EXTRACTED DATA:
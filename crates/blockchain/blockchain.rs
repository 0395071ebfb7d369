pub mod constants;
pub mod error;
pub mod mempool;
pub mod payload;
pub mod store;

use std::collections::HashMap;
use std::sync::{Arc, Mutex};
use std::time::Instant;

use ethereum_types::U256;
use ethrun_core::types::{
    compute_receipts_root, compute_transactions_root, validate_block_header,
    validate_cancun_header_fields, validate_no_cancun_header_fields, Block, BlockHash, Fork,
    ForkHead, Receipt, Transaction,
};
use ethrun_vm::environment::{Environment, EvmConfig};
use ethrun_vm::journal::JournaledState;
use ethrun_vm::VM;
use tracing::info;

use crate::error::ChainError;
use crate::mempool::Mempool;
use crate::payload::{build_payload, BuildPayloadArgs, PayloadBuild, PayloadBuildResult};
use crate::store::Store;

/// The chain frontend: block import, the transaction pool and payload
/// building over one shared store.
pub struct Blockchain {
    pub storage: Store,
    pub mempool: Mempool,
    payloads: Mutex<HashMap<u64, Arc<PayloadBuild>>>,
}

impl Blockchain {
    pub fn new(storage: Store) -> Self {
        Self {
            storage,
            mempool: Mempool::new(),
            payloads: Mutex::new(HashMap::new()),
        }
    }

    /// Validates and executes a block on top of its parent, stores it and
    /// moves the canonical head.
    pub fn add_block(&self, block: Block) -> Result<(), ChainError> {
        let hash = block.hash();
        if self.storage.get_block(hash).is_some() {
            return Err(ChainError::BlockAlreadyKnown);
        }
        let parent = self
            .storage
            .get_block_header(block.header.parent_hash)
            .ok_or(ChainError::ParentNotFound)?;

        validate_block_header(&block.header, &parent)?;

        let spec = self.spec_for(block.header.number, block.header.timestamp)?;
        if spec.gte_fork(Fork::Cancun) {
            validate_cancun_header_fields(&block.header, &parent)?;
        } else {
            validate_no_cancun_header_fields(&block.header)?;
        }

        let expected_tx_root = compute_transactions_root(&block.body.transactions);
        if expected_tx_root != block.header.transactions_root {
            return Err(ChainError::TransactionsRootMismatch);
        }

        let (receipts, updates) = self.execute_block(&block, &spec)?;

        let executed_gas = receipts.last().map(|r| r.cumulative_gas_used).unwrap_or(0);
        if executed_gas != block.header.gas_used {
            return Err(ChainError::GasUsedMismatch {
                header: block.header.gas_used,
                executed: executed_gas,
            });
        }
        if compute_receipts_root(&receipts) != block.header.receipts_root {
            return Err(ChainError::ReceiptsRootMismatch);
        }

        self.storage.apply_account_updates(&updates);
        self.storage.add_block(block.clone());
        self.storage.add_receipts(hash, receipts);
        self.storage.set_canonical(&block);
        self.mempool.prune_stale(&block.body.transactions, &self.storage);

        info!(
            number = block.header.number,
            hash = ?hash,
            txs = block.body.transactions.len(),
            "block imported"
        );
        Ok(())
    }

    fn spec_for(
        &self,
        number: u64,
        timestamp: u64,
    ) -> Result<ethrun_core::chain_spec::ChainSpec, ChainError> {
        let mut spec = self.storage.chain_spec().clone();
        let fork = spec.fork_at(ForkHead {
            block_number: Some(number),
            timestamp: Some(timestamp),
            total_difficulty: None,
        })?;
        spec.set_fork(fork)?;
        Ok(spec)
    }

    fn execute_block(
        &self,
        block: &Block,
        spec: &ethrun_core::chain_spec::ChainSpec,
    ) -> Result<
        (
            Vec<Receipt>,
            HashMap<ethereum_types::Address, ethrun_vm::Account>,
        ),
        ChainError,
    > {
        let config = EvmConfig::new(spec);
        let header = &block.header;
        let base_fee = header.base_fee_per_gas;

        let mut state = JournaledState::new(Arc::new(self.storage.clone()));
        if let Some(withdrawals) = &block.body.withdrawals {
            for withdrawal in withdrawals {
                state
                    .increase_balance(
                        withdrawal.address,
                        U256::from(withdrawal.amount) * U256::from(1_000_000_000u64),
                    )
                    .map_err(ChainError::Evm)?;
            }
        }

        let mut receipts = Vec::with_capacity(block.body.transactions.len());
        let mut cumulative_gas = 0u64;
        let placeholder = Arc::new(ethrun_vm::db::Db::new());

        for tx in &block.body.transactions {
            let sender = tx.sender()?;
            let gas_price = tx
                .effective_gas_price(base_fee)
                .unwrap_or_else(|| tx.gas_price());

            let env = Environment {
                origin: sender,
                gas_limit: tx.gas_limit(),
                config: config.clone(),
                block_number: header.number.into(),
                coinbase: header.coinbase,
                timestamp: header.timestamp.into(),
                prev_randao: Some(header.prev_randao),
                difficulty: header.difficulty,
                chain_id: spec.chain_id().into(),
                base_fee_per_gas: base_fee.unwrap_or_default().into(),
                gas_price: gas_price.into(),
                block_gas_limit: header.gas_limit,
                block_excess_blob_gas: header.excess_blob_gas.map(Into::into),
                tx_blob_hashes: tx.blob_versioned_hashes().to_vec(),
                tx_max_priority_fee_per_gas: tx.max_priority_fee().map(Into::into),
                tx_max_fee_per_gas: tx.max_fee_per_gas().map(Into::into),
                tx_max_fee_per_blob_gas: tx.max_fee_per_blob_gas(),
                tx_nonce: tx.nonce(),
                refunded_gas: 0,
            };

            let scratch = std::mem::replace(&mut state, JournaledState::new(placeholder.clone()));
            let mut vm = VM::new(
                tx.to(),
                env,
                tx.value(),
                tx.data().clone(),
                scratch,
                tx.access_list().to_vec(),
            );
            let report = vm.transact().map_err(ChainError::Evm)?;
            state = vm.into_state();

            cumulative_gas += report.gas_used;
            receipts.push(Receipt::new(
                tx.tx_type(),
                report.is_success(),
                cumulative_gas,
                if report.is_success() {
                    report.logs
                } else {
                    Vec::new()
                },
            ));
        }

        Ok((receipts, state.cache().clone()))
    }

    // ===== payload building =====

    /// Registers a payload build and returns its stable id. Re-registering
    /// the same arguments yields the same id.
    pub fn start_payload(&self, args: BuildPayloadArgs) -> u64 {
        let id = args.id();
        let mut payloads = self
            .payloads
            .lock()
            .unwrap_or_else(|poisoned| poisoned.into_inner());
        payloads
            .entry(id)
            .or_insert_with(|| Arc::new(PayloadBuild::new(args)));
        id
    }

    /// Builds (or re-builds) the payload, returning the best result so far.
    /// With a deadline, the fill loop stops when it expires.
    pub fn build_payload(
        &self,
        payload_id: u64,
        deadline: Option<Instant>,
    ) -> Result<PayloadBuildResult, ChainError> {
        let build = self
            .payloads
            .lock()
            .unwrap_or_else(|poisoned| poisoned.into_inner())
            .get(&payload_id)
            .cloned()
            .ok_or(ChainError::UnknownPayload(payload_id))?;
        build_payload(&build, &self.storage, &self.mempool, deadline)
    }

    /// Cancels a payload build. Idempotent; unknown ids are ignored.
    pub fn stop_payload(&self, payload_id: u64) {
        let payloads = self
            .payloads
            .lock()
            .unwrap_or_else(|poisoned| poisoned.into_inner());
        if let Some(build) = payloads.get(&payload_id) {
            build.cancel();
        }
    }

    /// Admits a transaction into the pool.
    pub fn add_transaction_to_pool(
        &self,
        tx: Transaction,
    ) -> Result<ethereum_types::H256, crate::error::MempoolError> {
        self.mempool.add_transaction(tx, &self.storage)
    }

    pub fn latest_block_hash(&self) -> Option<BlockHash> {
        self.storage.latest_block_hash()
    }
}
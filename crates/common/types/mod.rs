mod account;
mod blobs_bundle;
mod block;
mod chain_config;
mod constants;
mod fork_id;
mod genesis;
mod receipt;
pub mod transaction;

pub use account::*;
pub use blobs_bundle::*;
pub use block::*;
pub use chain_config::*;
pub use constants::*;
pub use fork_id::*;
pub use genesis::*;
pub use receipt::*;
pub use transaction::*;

PROBLEM TO SOLVE: Each line of the data needs to be repeated exactly.

TASK RESULT:
filename crates/blockchain/blockchain.rs
repository 0395071ebfb7d369
pub mod constants;
pub mod error;
pub mod mempool;
pub mod payload;
pub mod store;

use std::collections::HashMap;
use std::sync::{Arc, Mutex};
use std::time::Instant;

use ethereum_types::U256;
use ethrun_core::types::{
    compute_receipts_root, compute_transactions_root, validate_block_header,
    validate_cancun_header_fields, validate_no_cancun_header_fields, Block, BlockHash, Fork,
    ForkHead, Receipt, Transaction,
};
use ethrun_vm::environment::{Environment, EvmConfig};
use ethrun_vm::journal::JournaledState;
use ethrun_vm::VM;
use tracing::info;

use crate::error::ChainError;
use crate::mempool::Mempool;
use crate::payload::{build_payload, BuildPayloadArgs, PayloadBuild, PayloadBuildResult};
use crate::store::Store;

/// The chain frontend: block import, the transaction pool and payload
/// building over one shared store.
pub struct Blockchain {
    pub storage: Store,
    pub mempool: Mempool,
    payloads: Mutex<HashMap<u64, Arc<PayloadBuild>>>,
}

impl Blockchain {
    pub fn new(storage: Store) -> Self {
        Self {
            storage,
            mempool: Mempool::new(),
            payloads: Mutex::new(HashMap::new()),
        }
    }

    /// Validates and executes a block on top of its parent, stores it and
    /// moves the canonical head.
    pub fn add_block(&self, block: Block) -> Result<(), ChainError> {
        let hash = block.hash();
        if self.storage.get_block(hash).is_some() {
            return Err(ChainError::BlockAlreadyKnown);
        }
        let parent = self
            .storage
            .get_block_header(block.header.parent_hash)
            .ok_or(ChainError::ParentNotFound)?;

        validate_block_header(&block.header, &parent)?;

        let spec = self.spec_for(block.header.number, block.header.timestamp)?;
        if spec.gte_fork(Fork::Cancun) {
            validate_cancun_header_fields(&block.header, &parent)?;
        } else {
            validate_no_cancun_header_fields(&block.header)?;
        }

        let expected_tx_root = compute_transactions_root(&block.body.transactions);
        if expected_tx_root != block.header.transactions_root {
            return Err(ChainError::TransactionsRootMismatch);
        }

        let (receipts, updates) = self.execute_block(&block, &spec)?;

        let executed_gas = receipts.last().map(|r| r.cumulative_gas_used).unwrap_or(0);
        if executed_gas != block.header.gas_used {
            return Err(ChainError::GasUsedMismatch {
                header: block.header.gas_used,
                executed: executed_gas,
            });
        }
        if compute_receipts_root(&receipts) != block.header.receipts_root {
            return Err(ChainError::ReceiptsRootMismatch);
        }

        self.storage.apply_account_updates(&updates);
        self.storage.add_block(block.clone());
        self.storage.add_receipts(hash, receipts);
        self.storage.set_canonical(&block);
        self.mempool.prune_stale(&block.body.transactions, &self.storage);

        info!(
            number = block.header.number,
            hash = ?hash,
            txs = block.body.transactions.len(),
            "block imported"
        );
        Ok(())
    }

    fn spec_for(
        &self,
        number: u64,
        timestamp: u64,
    ) -> Result<ethrun_core::chain_spec::ChainSpec, ChainError> {
        let mut spec = self.storage.chain_spec().clone();
        let fork = spec.fork_at(ForkHead {
            block_number: Some(number),
            timestamp: Some(timestamp),
            total_difficulty: None,
        })?;
        spec.set_fork(fork)?;
        Ok(spec)
    }

    fn execute_block(
        &self,
        block: &Block,
        spec: &ethrun_core::chain_spec::ChainSpec,
    ) -> Result<
        (
            Vec<Receipt>,
            HashMap<ethereum_types::Address, ethrun_vm::Account>,
        ),
        ChainError,
    > {
        let config = EvmConfig::new(spec);
        let header = &block.header;
        let base_fee = header.base_fee_per_gas;

        let mut state = JournaledState::new(Arc::new(self.storage.clone()));
        if let Some(withdrawals) = &block.body.withdrawals {
            for withdrawal in withdrawals {
                state
                    .increase_balance(
                        withdrawal.address,
                        U256::from(withdrawal.amount) * U256::from(1_000_000_000u64),
                    )
                    .map_err(ChainError::Evm)?;
            }
        }

        let mut receipts = Vec::with_capacity(block.body.transactions.len());
        let mut cumulative_gas = 0u64;
        let placeholder = Arc::new(ethrun_vm::db::Db::new());

        for tx in &block.body.transactions {
            let sender = tx.sender()?;
            let gas_price = tx
                .effective_gas_price(base_fee)
                .unwrap_or_else(|| tx.gas_price());

            let env = Environment {
                origin: sender,
                gas_limit: tx.gas_limit(),
                config: config.clone(),
                block_number: header.number.into(),
                coinbase: header.coinbase,
                timestamp: header.timestamp.into(),
                prev_randao: Some(header.prev_randao),
                difficulty: header.difficulty,
                chain_id: spec.chain_id().into(),
                base_fee_per_gas: base_fee.unwrap_or_default().into(),
                gas_price: gas_price.into(),
                block_gas_limit: header.gas_limit,
                block_excess_blob_gas: header.excess_blob_gas.map(Into::into),
                tx_blob_hashes: tx.blob_versioned_hashes().to_vec(),
                tx_max_priority_fee_per_gas: tx.max_priority_fee().map(Into::into),
                tx_max_fee_per_gas: tx.max_fee_per_gas().map(Into::into),
                tx_max_fee_per_blob_gas: tx.max_fee_per_blob_gas(),
                tx_nonce: tx.nonce(),
                refunded_gas: 0,
            };

            let scratch = std::mem::replace(&mut state, JournaledState::new(placeholder.clone()));
            let mut vm = VM::new(
                tx.to(),
                env,
                tx.value(),
                tx.data().clone(),
                scratch,
                tx.access_list().to_vec(),
            );
            let report = vm.transact().map_err(ChainError::Evm)?;
            state = vm.into_state();

            cumulative_gas += report.gas_used;
            receipts.push(Receipt::new(
                tx.tx_type(),
                report.is_success(),
                cumulative_gas,
                if report.is_success() {
                    report.logs
                } else {
                    Vec::new()
                },
            ));
        }

        Ok((receipts, state.cache().clone()))
    }

    // ===== payload building =====

    /// Registers a payload build and returns its stable id. Re-registering
    /// the same arguments yields the same id.
    pub fn start_payload(&self, args: BuildPayloadArgs) -> u64 {
        let id = args.id();
        let mut payloads = self
            .payloads
            .lock()
            .unwrap_or_else(|poisoned| poisoned.into_inner());
        payloads
            .entry(id)
            .or_insert_with(|| Arc::new(PayloadBuild::new(args)));
        id
    }

    /// Builds (or re-builds) the payload, returning the best result so far.
    /// With a deadline, the fill loop stops when it expires.
    pub fn build_payload(
        &self,
        payload_id: u64,
        deadline: Option<Instant>,
    ) -> Result<PayloadBuildResult, ChainError> {
        let build = self
            .payloads
            .lock()
            .unwrap_or_else(|poisoned| poisoned.into_inner())
            .get(&payload_id)
            .cloned()
            .ok_or(ChainError::UnknownPayload(payload_id))?;
        build_payload(&build, &self.storage, &self.mempool, deadline)
    }

    /// Cancels a payload build. Idempotent; unknown ids are ignored.
    pub fn stop_payload(&self, payload_id: u64) {
        let payloads = self
            .payloads
            .lock()
            .unwrap_or_else(|poisoned| poisoned.into_inner());
        if let Some(build) = payloads.get(&payload_id) {
            build.cancel();
        }
    }

    /// Admits a transaction into the pool.
    pub fn add_transaction_to_pool(
        &self,
        tx: Transaction,
    ) -> Result<ethereum_types::H256, crate::error::MempoolError> {
        self.mempool.add_transaction(tx, &self.storage)
    }

    pub fn latest_block_hash(&self) -> Option<BlockHash> {
        self.storage.latest_block_hash()
    }
}
filename crates/common/types/mod.rs
mod account;
mod blobs_bundle;
mod block;
mod chain_config;
mod constants;
mod fork_id;
mod genesis;
mod receipt;
pub mod transaction;

pub use account::*;
pub use blobs_bundle::*;
pub use block::*;
pub use chain_config::*;
pub use constants::*;
pub use fork_id::*;
pub use genesis::*;
pub use receipt::*;
pub use transaction::*;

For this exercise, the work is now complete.